Endpoint 7.13 migration to 7.13.1 Lesson learned with Fleet “On-Prim” -Bad

Failed. Kibana 7.13.1 migration from 7.13.0 failed.

Testing setup. Single node. Fleet policies with Elastic-Endpoint only. Agent log's set to enable on settings to upload.

When the Elastic instance went offline for updates all agents started to buffer again in memory "Filebeat". This forced all machines to become unresponsive within 10minutes of each other. Forcing a hard crash of all test machines.

This is now the 2nd critical failure that has taken client devices offline that has been a different root cause but same results. 7.13 upgrade from pervious 7.12.1 caused the drives to fill up now it's back to memory starvation.

If I run into more I'll add on to this post.

7.13 offline agent issues. Not caused by Endpoint but by Agent.

Filebeat duplicate process is back. This is causing the read/write to continue endlessly as one writes updates and the other reads.

Also makes me wonder why Elastic-Endpoint run's as the user and not as system? You log out and the machine is no longer protected which is common to have server's never logged in. This just showed up in 7.13.

elastic-endpoint.exe is launched via a service as the SYSTEM user. Do you mean elastic-agent.exe or beats are running as a user? How did you install? They too should be started as a service and restart on reboot.

Can you share details about running processes, CPU/memory usage before, during, and after the upgrade?

Are these physical test machines or VMs? How big are those?

Nope I do mean as the user. It's not all the time I'll PM you a screen shot on the next one I see. Due to usernames it won't be public. It's one that makes you scratch your head. It's interesting to note that at you will end up with 2 instances of Endpoint running. This does not end well for obvious reasons.

Install is done from the the zip file directly from the downloads page. It is then unzipped with and installed from that folder. Pervious versions are uninstalled and the Elastic folder is deleted and the machine restarted prior.

The OS that I have seen this most common in is Server 2016 fully patched. I have not seen it happen on Windows 10 LTSC or current Pro versions.

Normally when this happens it's a scramble to remove it to restore services as it will make the machine unresponsive.

Server 2016 with IIS or File services installed are generally when this happens. We do not nest machine services so no shared process/services or conflicts. 2vCPU/8GB Ram/44Gb HD is the base we use if it's windows only services.

7.12.1 was on average on the dev servers was sitting at 1% CPU Endpoint with 200Mb memory when idle and 800Mb on disk. From what I've seen this is generally expected behavior from modern AV/HIPS clients "Carbon Defense, FortiEMS, AMP to name a few". It would spike up to 45% CPU utilization and tap out around 2Gb RAM utilization. It never went past those. It did cause some problems on tablets.
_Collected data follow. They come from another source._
//! Integration tests for `WgpuContext` on a real device.
//!
//! Every test needs a GPU adapter. Machines without one (most CI runners)
//! log a message and skip.
//!
//! ```bash
//! cargo test -p orrery-graphics --features wgpu-backend --test wgpu_context_tests
//! ```

#![cfg(feature = "wgpu-backend")]

mod common;

use std::cell::RefCell;
use std::rc::Rc;
use std::sync::Arc;

use rstest::rstest;

use common::{Shape, init_logging};
use orrery_core::mesh::{PrimitiveTopology, UsageHint, VertexAttributeLayout, VertexLayout};
use orrery_graphics::context::wgpu_context::{primitive_topology, vertex_buffer_layouts};
use orrery_graphics::{GraphicsContext, MeshBuffer, WgpuContext};

const TARGET_FORMAT: wgpu::TextureFormat = wgpu::TextureFormat::Rgba8Unorm;

const COLOR_SHADER: &str = r#"
struct VertexOutput {
    @builtin(position) position: vec4<f32>,
    @location(0) color: vec4<f32>,
};

@vertex
fn vs_main(@location(0) position: vec3<f32>, @location(1) color: vec4<f32>) -> VertexOutput {
    var out: VertexOutput;
    out.position = vec4<f32>(position * 0.5, 1.0);
    out.color = color;
    return out;
}

@fragment
fn fs_main(in: VertexOutput) -> @location(0) vec4<f32> {
    return in.color;
}
"#;

fn wgpu_context() -> Option<Rc<RefCell<WgpuContext>>> {
    init_logging();
    match WgpuContext::new() {
        Ok(ctx) => Some(Rc::new(RefCell::new(ctx))),
        Err(err) => {
            eprintln!("wgpu not available, skipping: {}", err);
            None
        }
    }
}

/// A pipeline whose vertex buffers come from `vertex_buffer_layouts`.
fn color_pipeline(
    device: &wgpu::Device,
    layout: &VertexLayout,
    topology: PrimitiveTopology,
) -> wgpu::RenderPipeline {
    let module = device.create_shader_module(wgpu::ShaderModuleDescriptor {
        label: Some("color shader"),
        source: wgpu::ShaderSource::Wgsl(COLOR_SHADER.into()),
    });

    let attributes = vertex_buffer_layouts(layout).unwrap();
    let buffers: Vec<_> = attributes
        .iter()
        .map(|(stride, attribute)| wgpu::VertexBufferLayout {
            array_stride: *stride,
            step_mode: wgpu::VertexStepMode::Vertex,
            attributes: std::slice::from_ref(attribute),
        })
        .collect();

    device.create_render_pipeline(&wgpu::RenderPipelineDescriptor {
        label: Some("color pipeline"),
        layout: None,
        vertex: wgpu::VertexState {
            module: &module,
            entry_point: Some("vs_main"),
            buffers: &buffers,
            compilation_options: wgpu::PipelineCompilationOptions::default(),
        },
        fragment: Some(wgpu::FragmentState {
            module: &module,
            entry_point: Some("fs_main"),
            targets: &[Some(wgpu::ColorTargetState {
                format: TARGET_FORMAT,
                blend: None,
                write_mask: wgpu::ColorWrites::ALL,
            })],
            compilation_options: wgpu::PipelineCompilationOptions::default(),
        }),
        primitive: wgpu::PrimitiveState {
            topology: primitive_topology(topology),
            ..Default::default()
        },
        depth_stencil: None,
        multisample: wgpu::MultisampleState::default(),
        multiview_mask: None,
        cache: None,
    })
}

/// Replay everything recorded so far into a small offscreen target.
fn replay_offscreen(ctx: &Rc<RefCell<WgpuContext>>, pipeline: &wgpu::RenderPipeline) {
    let (device, queue) = {
        let ctx = ctx.borrow();
        (Arc::clone(ctx.device()), Arc::clone(ctx.queue()))
    };

    let target = device.create_texture(&wgpu::TextureDescriptor {
        label: Some("offscreen target"),
        size: wgpu::Extent3d {
            width: 16,
            height: 16,
            depth_or_array_layers: 1,
        },
        mip_level_count: 1,
        sample_count: 1,
        dimension: wgpu::TextureDimension::D2,
        format: TARGET_FORMAT,
        usage: wgpu::TextureUsages::RENDER_ATTACHMENT,
        view_formats: &[],
    });
    let view = target.create_view(&wgpu::TextureViewDescriptor::default());

    let mut encoder = device.create_command_encoder(&wgpu::CommandEncoderDescriptor {
        label: Some("replay"),
    });
    {
        let mut pass = encoder.begin_render_pass(&wgpu::RenderPassDescriptor {
            label: Some("replay pass"),
            color_attachments: &[Some(wgpu::RenderPassColorAttachment {
                view: &view,
                resolve_target: None,
                ops: wgpu::Operations {
                    load: wgpu::LoadOp::Clear(wgpu::Color::BLACK),
                    store: wgpu::StoreOp::Store,
                },
                depth_slice: None,
            })],
            depth_stencil_attachment: None,
            timestamp_writes: None,
            occlusion_query_set: None,
            multiview_mask: None,
        });
        pass.set_pipeline(pipeline);
        ctx.borrow().replay(&mut pass);
    }
    queue.submit([encoder.finish()]);
}

// ============================================================================
// Buffers
// ============================================================================

#[test]
fn test_buffer_length_tracks_uploads() {
    let Some(ctx) = wgpu_context() else {
        return;
    };
    let mut ctx = ctx.borrow_mut();

    let buffer = ctx.create_buffer("scratch").unwrap();
    assert_eq!(ctx.buffer_byte_length(buffer).unwrap(), 0);

    // Unaligned lengths are padded on the device but reported as uploaded.
    ctx.upload_buffer_data(buffer, &[1, 2, 3], UsageHint::Dynamic)
        .unwrap();
    assert_eq!(ctx.buffer_byte_length(buffer).unwrap(), 3);

    ctx.upload_buffer_data(buffer, &[0; 40], UsageHint::Dynamic)
        .unwrap();
    assert_eq!(ctx.buffer_byte_length(buffer).unwrap(), 40);

    ctx.delete_buffer(buffer).unwrap();
    assert!(ctx.buffer_byte_length(buffer).is_err());
    assert!(ctx.delete_buffer(buffer).is_err());
}

// ============================================================================
// Draw recording and replay
// ============================================================================

#[rstest]
#[case::plane(Shape::Plane)]
#[case::colored_cube(Shape::ColoredCube)]
#[case::sphere(Shape::Sphere { sectors: 16, stacks: 8 })]
fn test_mesh_draws_are_recorded_and_replayed(#[case] shape: Shape) {
    let Some(ctx) = wgpu_context() else {
        return;
    };
    let geometry = shape.generate();
    let mut mesh = MeshBuffer::from_geometry(ctx.clone(), &geometry, UsageHint::Static).unwrap();
    assert_eq!(mesh.vertex_count().unwrap(), geometry.vertex_count() as u64);

    mesh.draw(PrimitiveTopology::TriangleList).unwrap();
    mesh.draw(PrimitiveTopology::TriangleList).unwrap();
    assert_eq!(ctx.borrow().pending_draw_count(), 2);

    let pipeline = {
        let ctx = ctx.borrow();
        color_pipeline(
            ctx.device(),
            &VertexLayout::position_color(),
            PrimitiveTopology::TriangleList,
        )
    };
    replay_offscreen(&ctx, &pipeline);

    ctx.borrow_mut().clear_draws();
    assert_eq!(ctx.borrow().pending_draw_count(), 0);

    mesh.dispose().unwrap();
}

#[test]
fn test_replay_binds_by_slot_when_declared_out_of_order() {
    let Some(ctx) = wgpu_context() else {
        return;
    };
    // Colors are declared first but read from slot 1.
    let layout = Arc::new(
        VertexLayout::new()
            .with_attribute(VertexAttributeLayout::color(1))
            .with_attribute(VertexAttributeLayout::position(0)),
    );
    let geometry = Shape::ColoredCube.generate();

    let mut mesh = MeshBuffer::new(ctx.clone(), layout.clone()).unwrap();
    mesh.upload_vertex_data(
        VertexLayout::COLORS,
        geometry.color_bytes(),
        UsageHint::Static,
    )
    .unwrap();
    mesh.upload_vertex_data(
        VertexLayout::POSITIONS,
        geometry.position_bytes(),
        UsageHint::Static,
    )
    .unwrap();
    mesh.upload_indices(&geometry.indices, UsageHint::Static)
        .unwrap();
    mesh.draw(PrimitiveTopology::TriangleList).unwrap();

    let pipeline = {
        let ctx = ctx.borrow();
        color_pipeline(ctx.device(), &layout, PrimitiveTopology::TriangleList)
    };
    replay_offscreen(&ctx, &pipeline);
    assert_eq!(ctx.borrow().pending_draw_count(), 1);

    mesh.dispose().unwrap();
}

#[test]
fn test_dispose_forgets_bindings() {
    let Some(ctx) = wgpu_context() else {
        return;
    };
    let geometry = Shape::WhiteCube.generate();
    let mut mesh = MeshBuffer::from_geometry(ctx.clone(), &geometry, UsageHint::Static).unwrap();
    let positions = mesh.vertex_buffer(VertexLayout::POSITIONS).unwrap();

    mesh.dispose().unwrap();

    let ctx = ctx.borrow();
    assert!(ctx.buffer_byte_length(positions).is_err());
    assert_eq!(ctx.pending_draw_count(), 0);
}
7.13.1 on the same file server you will see memory usage consume the entire amount that it can get it's hands up. No policy changes nothing. No other installs have changed. This looks like it's related to what 7.13 was doing so instead of filling the entire drive with the STATE log's it's keeping them in memory.

Thanks, I await the PM. elastic-agent.exe may occasionally launch an instance of elastic-endpoint.exe to do some internal bookkeeping. Perhaps that's what you're seeing. If you could make sure to include PID, PPID, and command line as well as the user in the screenshot, and make sure all elastic-agent.exe and elastic-endpoint.exe are visible that would be great. I understand if there are bits you want to black out in the screenshot.

Which executable are you referring to here? elastic-endpoint.exe or filebeat.exe? Am I right to presume you're referring to the same memory use/CPU use concern you described in this other post (Endpoint 7.12.x migration to 7.13 Lesson learned with Fleet "On-Prim")?

I've had both push the machine into memory starvation mode. Filebeat tends to be by far the most common but endpoint will start in if you leave the machine long enough. At which point your users have caught you long before that point. I left a few devices over the weekend and came in to see endpoint and filebeat taking 50/50 share.

Just to be clear this is the instance when filebeat is enabled in - Fleet, Policies, select policy, settings, collect agent logs. This does not happen when IIS integrations directly is installed and running filebeat, that is the only one I've tried so far.

seems like you're hitting multiple issues here.
can you check if you see 2 or 3 filebeat/metricbeat processes running. if so this was fixed recently.
aside from that we can see what you describe with cumulating memory. this may be related to issue above or Investigate cummulating memory when process cannot reach agent · Issue #26242 · elastic/beats · GitHub

I'll be honest I stopped using the agent and went back to legacy beats even in dev. The amount of problems it causes is far to much to keep spending time on. Normal day job is hitting the frantic season so testing beta is out the window for awhile.

The disk space issue where it killed the drive on 7.13 then the memory bugs on 7.13.1 it's just not something I have time to mess around with anymore, sorry. Please set a HARD limit on what resources it can use. I know it's in the works but it's acting as closer to malware atm. Sorry but I'm backing out of testing Fleet and Endpoint until 8.3 or later. I have faith in you guys to get the laundry list of bugs sorted out. It has huge promise and is for more secure then username/password setup.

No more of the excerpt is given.